Tanto le decían a Mariano Rajoy que estaba siendo flojo que, al final, tuvo que ser el rey de España el que hiciera de vanguardia para la ofensiva que se avecinaba sobre las instituciones catalanas y sobre el conjunto del movimiento independentista. Porque el presidente del Gobierno español es más de estar relajado a la espera de que el de enfrente se vaya cociendo en su salsa, pero como a él no le fue mal repitiendo unas elecciones en lugar de arremangarse y buscar un acuerdo, debió de pensar que no era una mala idea para Catalunya. Pegar un golpe en el tablero, poner patas arriba la institucionalidad, retorcer la Constitución, inventarse lo que se puede hacer con el artículo 155, aplicarlo y convocar unas elecciones a ver qué sucedía.

Sucedió lo que algunos ya veníamos advirtiendo: casi nada. Si por ese “casi nada” se entiende que sustancialmente se mantiene una mayoría independentista, que el unionismo español también aguanta aunque bailen las siglas y que básicamente la ciudadanía ha escogido un Parlament de Catalunya que presenta las mismas virtudes y los mismos problemas de gobernabilidad que había antes de su disolución imperativa.

En Catalunya no se ha resuelto ningún problema aplicando la excepcionalidad y, sin embargo, se han creado unos cuantos añadidos que dificultan la solución. Por ejemplo, todos los procesos judiciales puestos en marcha que mantienen al candidato con más posibilidades de ser reelegido president sin poder pisar territorio español, con su segundo (Jordi Sànchez) en la prisión de Soto del Real, con el líder de quien debe ocupar la vicepresidencia en Estremera y con un 12,5% del Parlament encausado.

El presidente Rajoy ha actuado como un irresponsable impulsando lo que más se parece a una causa general contra el independentismo por la vía de la Fiscalía General. No me vuelvan a contar lo de la independencia judicial porque ya escuché a Soraya Sáenz de Santamaría atribuyéndose el “descabezamiento” del movimiento independentista y su “liquidación”. Sucede que deben leer solo su prensa y de verdad se lo habían creído.
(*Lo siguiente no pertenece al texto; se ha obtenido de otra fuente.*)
//! Owns the current selections and wires them into the compositor.

use crate::art_area::ArtAreaRect;
use crate::background::{BackgroundFile, BackgroundLoader};
use crate::card::CardRecord;
use crate::compositor::CompositeOptions;
use crate::error::MemetgResult;
use crate::image_loading::LoadedImage;
use crate::lookup::{CardSource, ImageSource, SearchOutcome};
use crate::notice::Notice;
use crate::session::{
    save_exported, CardSession, ExportReport, ExportedCard, FetchTicket, Resolution,
};
use log::{debug, error, info};
use std::path::{Path, PathBuf};
use std::sync::Arc;

/// Outcome of one search action.
#[derive(Debug, Clone, PartialEq, Eq)]
pub enum SearchStatus {
    /// Empty or whitespace-only query; no request was made.
    Skipped,
    Found(CardRecord),
    Failed(Notice),
}

/// Snapshot of what the user currently sees.
#[derive(Debug, Clone, PartialEq)]
pub struct Preview {
    pub card_name: Option<String>,
    pub type_line: Option<String>,
    pub oracle_text: Option<String>,
    pub ready: bool,
    pub background_uri: Option<String>,
    pub art_area: ArtAreaRect,
}

/// Fetch and decode the image a ticket points at.
///
/// Takes the backend by reference so a fetch can outlive later selections;
/// hand the result to [`Coordinator::resolve`] with the same ticket.
pub async fn fetch_card_image<B: ImageSource>(
    backend: &B,
    ticket: &FetchTicket,
) -> MemetgResult<LoadedImage> {
    let relayed = backend.fetch_image(&ticket.url).await?;
    debug!(
        "Fetched {} bytes ({}) for {:?}",
        relayed.bytes.len(),
        relayed.content_type.as_deref().unwrap_or("unknown type"),
        ticket.card_name
    );
    LoadedImage::decode_async(relayed.bytes).await
}

pub struct Coordinator<B> {
    backend: Arc<B>,
    search_result: Option<CardRecord>,
    session: CardSession,
    backgrounds: BackgroundLoader,
}

impl<B> Coordinator<B>
where
    B: CardSource + ImageSource,
{
    pub fn new(backend: B) -> Self {
        Self::with_options(backend, CompositeOptions::default())
    }

    pub fn with_options(backend: B, options: CompositeOptions) -> Self {
        Self {
            backend: Arc::new(backend),
            search_result: None,
            session: CardSession::new(options),
            backgrounds: BackgroundLoader::new(),
        }
    }

    pub fn backend(&self) -> Arc<B> {
        Arc::clone(&self.backend)
    }

    pub fn session(&self) -> &CardSession {
        &self.session
    }

    pub fn search_result(&self) -> Option<&CardRecord> {
        self.search_result.as_ref()
    }

    /// Look up a card by name, replacing the previous result wholesale.
    pub async fn search(&mut self, query: &str) -> SearchStatus {
        if query.trim().is_empty() {
            return SearchStatus::Skipped;
        }
        self.search_result = None;

        match self.backend.search(query).await {
            Ok(SearchOutcome::Found(card)) => {
                info!("Found card {:?} for query {:?}", card.name, query);
                self.search_result = Some(card.clone());
                SearchStatus::Found(card)
            }
            Ok(SearchOutcome::NotFound) => SearchStatus::Failed(Notice::CardNotFound),
            Err(err) => {
                error!("Error fetching card: {}", err);
                SearchStatus::Failed(Notice::SearchFailed)
            }
        }
    }

    /// Make `card` the current card. Its image still has to be loaded.
    pub fn select(&mut self, card: CardRecord) -> Option<FetchTicket> {
        self.session.select(card)
    }

    /// Select the card from the last successful search, if any.
    pub fn select_search_result(&mut self) -> Option<FetchTicket> {
        let card = self.search_result.clone()?;
        self.select(card)
    }

    /// Fetch, decode and resolve the image for `ticket`.
    pub async fn load_card_image(&mut self, ticket: &FetchTicket) -> Resolution {
        let loaded = fetch_card_image(self.backend.as_ref(), ticket).await;
        self.resolve(ticket, loaded)
    }

    /// Hand back a fetch started earlier with [`fetch_card_image`].
    pub fn resolve(&mut self, ticket: &FetchTicket, loaded: MemetgResult<LoadedImage>) -> Resolution {
        self.session.resolve(ticket, loaded)
    }

    /// Offer a file as the new background. Non-image files are ignored.
    pub fn choose_background(&mut self, file: BackgroundFile) -> bool {
        self.backgrounds.load(file).is_some()
    }

    pub fn backgrounds(&self) -> &BackgroundLoader {
        &self.backgrounds
    }

    /// Composite the current card with the current background.
    pub async fn export(&self) -> Result<ExportReport, Notice> {
        let background = self.backgrounds.current();
        self.session.export(background.as_deref()).await
    }

    /// Save an exported card into `dir`, returning the written path.
    pub fn save(&self, exported: &ExportedCard, dir: impl AsRef<Path>) -> Result<PathBuf, Notice> {
        save_exported(exported, dir)
    }

    pub fn preview(&self) -> Preview {
        let card = self.session.card();
        Preview {
            card_name: card.map(|c| c.name.clone()),
            type_line: card.map(|c| c.type_line.clone()),
            oracle_text: card.map(|c| c.oracle_text.clone()),
            ready: self.session.is_ready(),
            background_uri: self.backgrounds.preview_uri().map(str::to_string),
            art_area: self.session.options().art_area,
        }
    }
}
Fíjense que sin esta causa general todo ahora sería más sencillo, incluso tras la aplicación del 155 y la brecha que ello haya podido causar en bloques. Porque sin ese componente personal, sin la amenaza de detención o sin presos, los primeros llamamientos tras la victoria independentista han sido a un diálogo que La Moncloa ha venido ninguneando. Esa hubiera sido la salida más lógica al atasco en el que está metida la política catalana. Pero claro, si para negociar hay que hacerlo en una cárcel con unos presos (y parlamentarios electos) a los que se les ha sometido a castigo por enviar mensajes políticos a sus votantes o hay que desplazarse a Bruselas, la cosa se antoja complicada.